INSTRUCTIONS FOR THE TASK => Please print the whole of the listing that follows exactly.

[SOURCE RECORDS Boundary: Start]

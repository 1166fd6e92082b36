//! The fault-exploration engine (spec.md §4.4–§4.7, §5): enumerates
//! fault-model permutations, injects them under an oracle, and returns the
//! minimal set of exploitable [`crate::fault::FaultCombination`]s.

mod combinatorics;
mod injection;
mod simulator;

pub use simulator::{FaultSimulator, ModelMultiplicity, SimulationOutcome};

use std::ops::Range;

/// What the client's oracle decided at a halting point (spec.md §6
/// `Oracle::evaluate`).
#[derive(Debug, Clone, Copy, PartialEq, Eq)]
pub enum Verdict {
    Exploitable,
    NotExploitable,
    ContinueSimulation,
}

/// The client-supplied judge consulted at each halting point. Absent
/// (`Context::exploitability_model == None`) is defined as "always
/// exploitable at any halting point" (spec.md §6).
///
/// Implementations must be cheaply cloneable: each worker thread clones the
/// oracle on start and re-clones it before every fresh trial, so the oracle
/// cannot accumulate state across trials it did not intend to (spec.md §5
/// "Oracle cloning").
pub trait ExploitabilityModel: Send + Sync {
    fn evaluate(&self, emulator: &crate::emulator::Emulator, pc: u32) -> Verdict;

    fn clone_box(&self) -> Box<dyn ExploitabilityModel>;
}

impl Clone for Box<dyn ExploitabilityModel> {
    fn clone(&self) -> Box<dyn ExploitabilityModel> {
        self.clone_box()
    }
}

/// Exploration parameters shared by [`FaultSimulator`] and
/// [`crate::tracer::FaultTracer`] (spec.md §6 `Context`).
pub struct Context {
    /// PCs at which the oracle is consulted.
    pub halting_points: Vec<u32>,
    /// Absence means "always exploitable at any halting point".
    pub exploitability_model: Option<Box<dyn ExploitabilityModel>>,
    /// Per-trial instruction ceiling.
    pub emulation_timeout: u64,
    /// Half-open spans during which transient faults must not be injected.
    /// Does not suppress permanent faults.
    pub ignore_time_ranges: Vec<Range<u64>>,
    /// Half-open byte spans excluded from faultable-instruction enumeration
    /// and permanent-register-fault application points.
    pub ignore_memory_ranges: Vec<Range<u32>>,
}

impl Context {
    pub fn new(halting_points: Vec<u32>, emulation_timeout: u64) -> Context {
        Context {
            halting_points,
            exploitability_model: None,
            emulation_timeout,
            ignore_time_ranges: Vec::new(),
            ignore_memory_ranges: Vec::new(),
        }
    }

    /// Small explicit constructors in the teacher's `Emulator::new(arch)`
    /// spirit, rather than a general-purpose builder type.
    pub fn with_exploitability_model(mut self, model: Box<dyn ExploitabilityModel>) -> Context {
        self.exploitability_model = Some(model);
        self
    }

    pub fn with_ignore_time_ranges(mut self, ranges: Vec<Range<u64>>) -> Context {
        self.ignore_time_ranges = ranges;
        self
    }

    pub fn with_ignore_memory_ranges(mut self, ranges: Vec<Range<u32>>) -> Context {
        self.ignore_memory_ranges = ranges;
        self
    }

    /// The "configuration errors" bucket of spec.md §7, checked once at
    /// [`FaultSimulator::new`] construction rather than on every trial.
    pub(crate) fn validate(&self) -> Result<(), crate::error::ConfigError> {
        if self.emulation_timeout == 0 {
            return Err(crate::error::ConfigError::NoEmulationTimeout);
        }
        if self.halting_points.is_empty() {
            return Err(crate::error::ConfigError::NoHaltingPoints);
        }
        Ok(())
    }

    fn in_ignored_memory(&self, address: u32) -> bool {
        self.ignore_memory_ranges.iter().any(|r| r.contains(&address))
    }

    fn in_ignored_time(&self, time: u64) -> bool {
        self.ignore_time_ranges.iter().any(|r| r.contains(&time))
    }

    /// Sorted binary search on `halting_points`, used by the explorer
    /// (spec.md §9 Open Questions: the tracer deliberately uses linear scan
    /// on the caller's unsorted list instead, preserving the source's
    /// documented divergence rather than unifying the two).
    fn is_halting_point_sorted(sorted_points: &[u32], pc: u32) -> bool {
        sorted_points.binary_search(&pc).is_ok()
    }

    fn evaluate(&self, emulator: &crate::emulator::Emulator, pc: u32) -> Verdict {
        match &self.exploitability_model {
            Some(model) => model.evaluate(emulator, pc),
            None => Verdict::Exploitable,
        }
    }
}

#[cfg(test)]
mod tests {
    use super::*;

    #[test]
    fn missing_oracle_is_always_exploitable() {
        let ctx = Context::new(vec![0x100], 10);
        let flash = crate::emulator::MemoryRegion::flash(0x0800_0000, 0x10);
        let ram = crate::emulator::MemoryRegion::ram(0x2000_0000, 0x10);
        let emu = crate::emulator::Emulator::new(crate::arch::Architecture::ARMv7M, flash, ram);
        assert_eq!(ctx.evaluate(&emu, 0x100), Verdict::Exploitable);
    }

    #[test]
    fn ignore_ranges_are_half_open() {
        let mut ctx = Context::new(vec![0x100], 10);
        ctx.ignore_memory_ranges.push(0x1000..0x1010);
        assert!(ctx.in_ignored_memory(0x1000));
        assert!(!ctx.in_ignored_memory(0x1010));
    }
}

[SOURCE RECORDS Boundary: End]

ANSWER TO THE EXERCISE =>
repository 1166fd6e92082b36
//! The fault-exploration engine (spec.md §4.4–§4.7, §5): enumerates
//! fault-model permutations, injects them under an oracle, and returns the
//! minimal set of exploitable [`crate::fault::FaultCombination`]s.

mod combinatorics;
mod injection;
mod simulator;

pub use simulator::{FaultSimulator, ModelMultiplicity, SimulationOutcome};

use std::ops::Range;

/// What the client's oracle decided at a halting point (spec.md §6
/// `Oracle::evaluate`).
#[derive(Debug, Clone, Copy, PartialEq, Eq)]
pub enum Verdict {
    Exploitable,
    NotExploitable,
    ContinueSimulation,
}

/// The client-supplied judge consulted at each halting point. Absent
/// (`Context::exploitability_model == None`) is defined as "always
/// exploitable at any halting point" (spec.md §6).
///
/// Implementations must be cheaply cloneable: each worker thread clones the
/// oracle on start and re-clones it before every fresh trial, so the oracle
/// cannot accumulate state across trials it did not intend to (spec.md §5
/// "Oracle cloning").
pub trait ExploitabilityModel: Send + Sync {
    fn evaluate(&self, emulator: &crate::emulator::Emulator, pc: u32) -> Verdict;

    fn clone_box(&self) -> Box<dyn ExploitabilityModel>;
}

impl Clone for Box<dyn ExploitabilityModel> {
    fn clone(&self) -> Box<dyn ExploitabilityModel> {
        self.clone_box()
    }
}

/// Exploration parameters shared by [`FaultSimulator`] and
/// [`crate::tracer::FaultTracer`] (spec.md §6 `Context`).
pub struct Context {
    /// PCs at which the oracle is consulted.
    pub halting_points: Vec<u32>,
    /// Absence means "always exploitable at any halting point".
    pub exploitability_model: Option<Box<dyn ExploitabilityModel>>,
    /// Per-trial instruction ceiling.
    pub emulation_timeout: u64,
    /// Half-open spans during which transient faults must not be injected.
    /// Does not suppress permanent faults.
    pub ignore_time_ranges: Vec<Range<u64>>,
    /// Half-open byte spans excluded from faultable-instruction enumeration
    /// and permanent-register-fault application points.
    pub ignore_memory_ranges: Vec<Range<u32>>,
}

impl Context {
    pub fn new(halting_points: Vec<u32>, emulation_timeout: u64) -> Context {
        Context {
            halting_points,
            exploitability_model: None,
            emulation_timeout,
            ignore_time_ranges: Vec::new(),
            ignore_memory_ranges: Vec::new(),
        }
    }

    /// Small explicit constructors in the teacher's `Emulator::new(arch)`
    /// spirit, rather than a general-purpose builder type.
    pub fn with_exploitability_model(mut self, model: Box<dyn ExploitabilityModel>) -> Context {
        self.exploitability_model = Some(model);
        self
    }

    pub fn with_ignore_time_ranges(mut self, ranges: Vec<Range<u64>>) -> Context {
        self.ignore_time_ranges = ranges;
        self
    }

    pub fn with_ignore_memory_ranges(mut self, ranges: Vec<Range<u32>>) -> Context {
        self.ignore_memory_ranges = ranges;
        self
    }

    /// The "configuration errors" bucket of spec.md §7, checked once at
    /// [`FaultSimulator::new`] construction rather than on every trial.
    pub(crate) fn validate(&self) -> Result<(), crate::error::ConfigError> {
        if self.emulation_timeout == 0 {
            return Err(crate::error::ConfigError::NoEmulationTimeout);
        }
        if self.halting_points.is_empty() {
            return Err(crate::error::ConfigError::NoHaltingPoints);
        }
        Ok(())
    }

    fn in_ignored_memory(&self, address: u32) -> bool {
        self.ignore_memory_ranges.iter().any(|r| r.contains(&address))
    }

    fn in_ignored_time(&self, time: u64) -> bool {
        self.ignore_time_ranges.iter().any(|r| r.contains(&time))
    }

    /// Sorted binary search on `halting_points`, used by the explorer
    /// (spec.md §9 Open Questions: the tracer deliberately uses linear scan
    /// on the caller's unsorted list instead, preserving the source's
    /// documented divergence rather than unifying the two).
    fn is_halting_point_sorted(sorted_points: &[u32], pc: u32) -> bool {
        sorted_points.binary_search(&pc).is_ok()
    }

    fn evaluate(&self, emulator: &crate::emulator::Emulator, pc: u32) -> Verdict {
        match &self.exploitability_model {
            Some(model) => model.evaluate(emulator, pc),
            None => Verdict::Exploitable,
        }
    }
}

#[cfg(test)]
mod tests {
    use super::*;

    #[test]
    fn missing_oracle_is_always_exploitable() {
        let ctx = Context::new(vec![0x100], 10);
        let flash = crate::emulator::MemoryRegion::flash(0x0800_0000, 0x10);
        let ram = crate::emulator::MemoryRegion::ram(0x2000_0000, 0x10);
        let emu = crate::emulator::Emulator::new(crate::arch::Architecture::ARMv7M, flash, ram);
        assert_eq!(ctx.evaluate(&emu, 0x100), Verdict::Exploitable);
    }

    #[test]
    fn ignore_ranges_are_half_open() {
        let mut ctx = Context::new(vec![0x100], 10);
        ctx.ignore_memory_ranges.push(0x1000..0x1010);
        assert!(ctx.in_ignored_memory(0x1000));
        assert!(!ctx.in_ignored_memory(0x1010));
    }
}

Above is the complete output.